### [REQUIREMENT]
Copy every line of the listing that holds the string "most".

### [SUPPLIED ENTRIES]

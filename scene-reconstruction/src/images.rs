//! Input discovery and uniform access to the input images.
//!
//! Every image is identified by its view id, the decimal index of its path in the
//! input list. Images are downsized so that they contain at most a fixed number
//! of pixels and are always loaded on demand rather than cached.

use crate::collaborators::ImageLookup;
use crate::error::{image_at, io_at, PipelineError, Result};
use image::{imageops::FilterType, GrayImage, Luma, RgbImage};
use log::*;
use rayon::prelude::*;
use regex::Regex;
use serde::{Deserialize, Serialize};
use std::fs;
use std::path::{Path, PathBuf};

/// File extensions which are treated as images when listing a directory.
pub const IMAGE_EXTENSIONS: &[&str] = &[
    "jpg", "jpeg", "png", "bmp", "gif", "tif", "tiff", "pgm", "ppm", "pnm",
];

#[derive(Debug, Copy, Clone, Default, PartialEq, Eq, Serialize, Deserialize)]
pub struct ImageDimension {
    pub width: u32,
    pub height: u32,
}

impl ImageDimension {
    pub fn new(width: u32, height: u32) -> Self {
        Self { width, height }
    }

    pub fn pixels(&self) -> u64 {
        self.width as u64 * self.height as u64
    }

    /// The dimension after shrinking the image to contain at most `max_pixels`.
    ///
    /// Aspect ratio is preserved and images already small enough are untouched.
    /// A `max_pixels` of zero disables downsizing.
    pub fn limited_to(self, max_pixels: u64) -> Self {
        if max_pixels == 0 || self.pixels() <= max_pixels {
            return self;
        }
        let scale = (max_pixels as f64 / self.pixels() as f64).sqrt();
        Self {
            width: ((self.width as f64 * scale) as u32).max(1),
            height: ((self.height as f64 * scale) as u32).max(1),
        }
    }
}

/// The id every later stage uses to refer to the input image at `index`.
pub fn view_id(index: usize) -> String {
    index.to_string()
}

/// The input index of a view id, if it is one.
pub fn view_index(id: &str) -> Option<usize> {
    id.parse().ok()
}

/// Lists the images selected by an input pattern.
///
/// * `glob:<pattern>`: every file matching the glob
/// * `regex:<pattern>`: every file whose path fully matches the regex, searched
///   below the literal directory prefix of the pattern
/// * a directory: every file inside it with a known image extension
/// * anything else: a single file, if it exists
///
/// Results are sorted by path.
pub fn list_images(pattern: &str) -> Result<Vec<PathBuf>> {
    let mut paths: Vec<PathBuf> = if let Some(glob_pattern) = pattern.strip_prefix("glob:") {
        let entries = glob::glob(glob_pattern).map_err(|e| PipelineError::InvalidPattern {
            pattern: pattern.to_owned(),
            reason: e.to_string(),
        })?;
        entries
            .filter_map(|entry| match entry {
                Ok(path) => Some(path),
                Err(e) => {
                    warn!("skipping unreadable path: {}", e);
                    None
                }
            })
            .filter(|path| path.is_file())
            .collect()
    } else if let Some(regex_pattern) = pattern.strip_prefix("regex:") {
        let regex = Regex::new(&format!("^(?:{})$", regex_pattern)).map_err(|e| {
            PipelineError::InvalidPattern {
                pattern: pattern.to_owned(),
                reason: e.to_string(),
            }
        })?;
        let mut found = vec![];
        collect_files(&regex_search_root(regex_pattern), &mut found)?;
        found
            .into_iter()
            .filter(|path| regex.is_match(&path.to_string_lossy().replace('\\', "/")))
            .collect()
    } else {
        let path = Path::new(pattern);
        if path.is_dir() {
            let mut found = vec![];
            for entry in fs::read_dir(path).map_err(io_at(path))? {
                let entry = entry.map_err(io_at(path))?;
                let file = entry.path();
                if file.is_file() && has_image_extension(&file) {
                    found.push(file);
                }
            }
            found
        } else if path.is_file() {
            vec![path.to_path_buf()]
        } else {
            vec![]
        }
    };
    paths.sort();
    Ok(paths)
}

fn has_image_extension(path: &Path) -> bool {
    path.extension()
        .and_then(|e| e.to_str())
        .map_or(false, |e| IMAGE_EXTENSIONS.contains(&e.to_ascii_lowercase().as_str()))
}

/// The deepest directory named literally at the start of a regex.
fn regex_search_root(pattern: &str) -> PathBuf {
    let literal_end = pattern
        .find(|c: char| "\\.^$|?*+()[]{}".contains(c))
        .unwrap_or(pattern.len());
    match pattern[..literal_end].rfind('/') {
        Some(0) => PathBuf::from("/"),
        Some(slash) => PathBuf::from(&pattern[..slash]),
        None => PathBuf::from("."),
    }
}

fn collect_files(dir: &Path, out: &mut Vec<PathBuf>) -> Result<()> {
    if !dir.is_dir() {
        return Ok(());
    }
    let entries = match fs::read_dir(dir) {
        Ok(entries) => entries,
        Err(e) => {
            warn!("skipping unreadable directory {}: {}", dir.display(), e);
            return Ok(());
        }
    };
    for entry in entries {
        let path = entry.map_err(io_at(dir))?.path();
        if path.is_dir() {
            collect_files(&path, out)?;
        } else {
            out.push(path.strip_prefix("./").map(Path::to_path_buf).unwrap_or(path));
        }
    }
    Ok(())
}

/// The dimension of every input image, indexed by input position.
///
/// Images which could not be read have no entry.
#[derive(Debug, Clone, Default, PartialEq, Eq)]
pub struct DimensionTable {
    entries: Vec<Option<ImageDimension>>,
}

impl DimensionTable {
    pub fn new() -> Self {
        Self::default()
    }

    pub fn push(&mut self, dimension: Option<ImageDimension>) {
        self.entries.push(dimension);
    }

    pub fn get(&self, index: usize) -> Option<ImageDimension> {
        self.entries.get(index).copied().flatten()
    }

    pub fn get_view(&self, view_id: &str) -> Option<ImageDimension> {
        view_index(view_id).and_then(|ix| self.get(ix))
    }

    /// The first dimension which was recorded.
    pub fn first(&self) -> Option<ImageDimension> {
        self.entries.iter().flatten().next().copied()
    }

    /// Number of images with a recorded dimension.
    pub fn recorded(&self) -> usize {
        self.entries.iter().flatten().count()
    }

    pub fn len(&self) -> usize {
        self.entries.len()
    }

    pub fn is_empty(&self) -> bool {
        self.entries.is_empty()
    }
}

/// The list of input images together with the downsizing policy applied to all of them.
#[derive(Debug, Clone)]
pub struct ImageSequence {
    paths: Vec<PathBuf>,
    max_pixels: u64,
}

impl ImageSequence {
    pub fn new(paths: Vec<PathBuf>, max_pixels: u64) -> Self {
        Self { paths, max_pixels }
    }

    pub fn paths(&self) -> &[PathBuf] {
        &self.paths
    }

    pub fn len(&self) -> usize {
        self.paths.len()
    }

    pub fn is_empty(&self) -> bool {
        self.paths.is_empty()
    }

    /// Decodes and downsizes the image at `index`.
    pub fn load(&self, index: usize) -> Result<RgbImage> {
        let path = self.path(index)?;
        let image = image::open(path).map_err(image_at(path))?.to_rgb8();
        let original = ImageDimension::new(image.width(), image.height());
        let target = original.limited_to(self.max_pixels);
        if target == original {
            Ok(image)
        } else {
            Ok(image::imageops::resize(
                &image,
                target.width,
                target.height,
                FilterType::Triangle,
            ))
        }
    }

    /// Streams every image in list order, one at a time.
    pub fn iter(&self) -> impl Iterator<Item = (usize, Result<RgbImage>)> + '_ {
        (0..self.paths.len()).map(move |ix| (ix, self.load(ix)))
    }

    /// Reads the downsized dimension of every image from its header only.
    pub fn load_dimensions(&self) -> DimensionTable {
        let entries = self
            .paths
            .par_iter()
            .map(|path| match image::image_dimensions(path) {
                Ok((width, height)) => {
                    Some(ImageDimension::new(width, height).limited_to(self.max_pixels))
                }
                Err(e) => {
                    warn!("unable to read dimensions of {}: {}", path.display(), e);
                    None
                }
            })
            .collect();
        DimensionTable { entries }
    }

    fn path(&self, index: usize) -> Result<&Path> {
        self.paths
            .get(index)
            .map(PathBuf::as_path)
            .ok_or_else(|| PipelineError::Collaborator {
                stage: "image lookup",
                message: format!("no input image with index {}", index),
            })
    }
}

/// Converts to gray by averaging the color channels.
pub fn average_gray(image: &RgbImage) -> GrayImage {
    GrayImage::from_fn(image.width(), image.height(), |x, y| {
        let [r, g, b] = image.get_pixel(x, y).0;
        Luma([((r as u16 + g as u16 + b as u16) / 3) as u8])
    })
}

/// Looks images up by view id, loading them from disk every time.
pub struct FileImageLookup<'a> {
    images: &'a ImageSequence,
    dimensions: &'a DimensionTable,
}

impl<'a> FileImageLookup<'a> {
    pub fn new(images: &'a ImageSequence, dimensions: &'a DimensionTable) -> Self {
        Self { images, dimensions }
    }
}

impl<'a> ImageLookup for FileImageLookup<'a> {
    fn load_shape(&self, view_id: &str) -> Option<ImageDimension> {
        self.dimensions.get_view(view_id)
    }

    fn load_image(&self, view_id: &str) -> Result<RgbImage> {
        let index = view_index(view_id).ok_or_else(|| PipelineError::Collaborator {
            stage: "image lookup",
            message: format!("'{}' is not a view id", view_id),
        })?;
        self.images.load(index)
    }
}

### [OUTPUT OF THE EXERCISE]
//! input list. Images are downsized so that they contain at most a fixed number
    /// The dimension after shrinking the image to contain at most `max_pixels`.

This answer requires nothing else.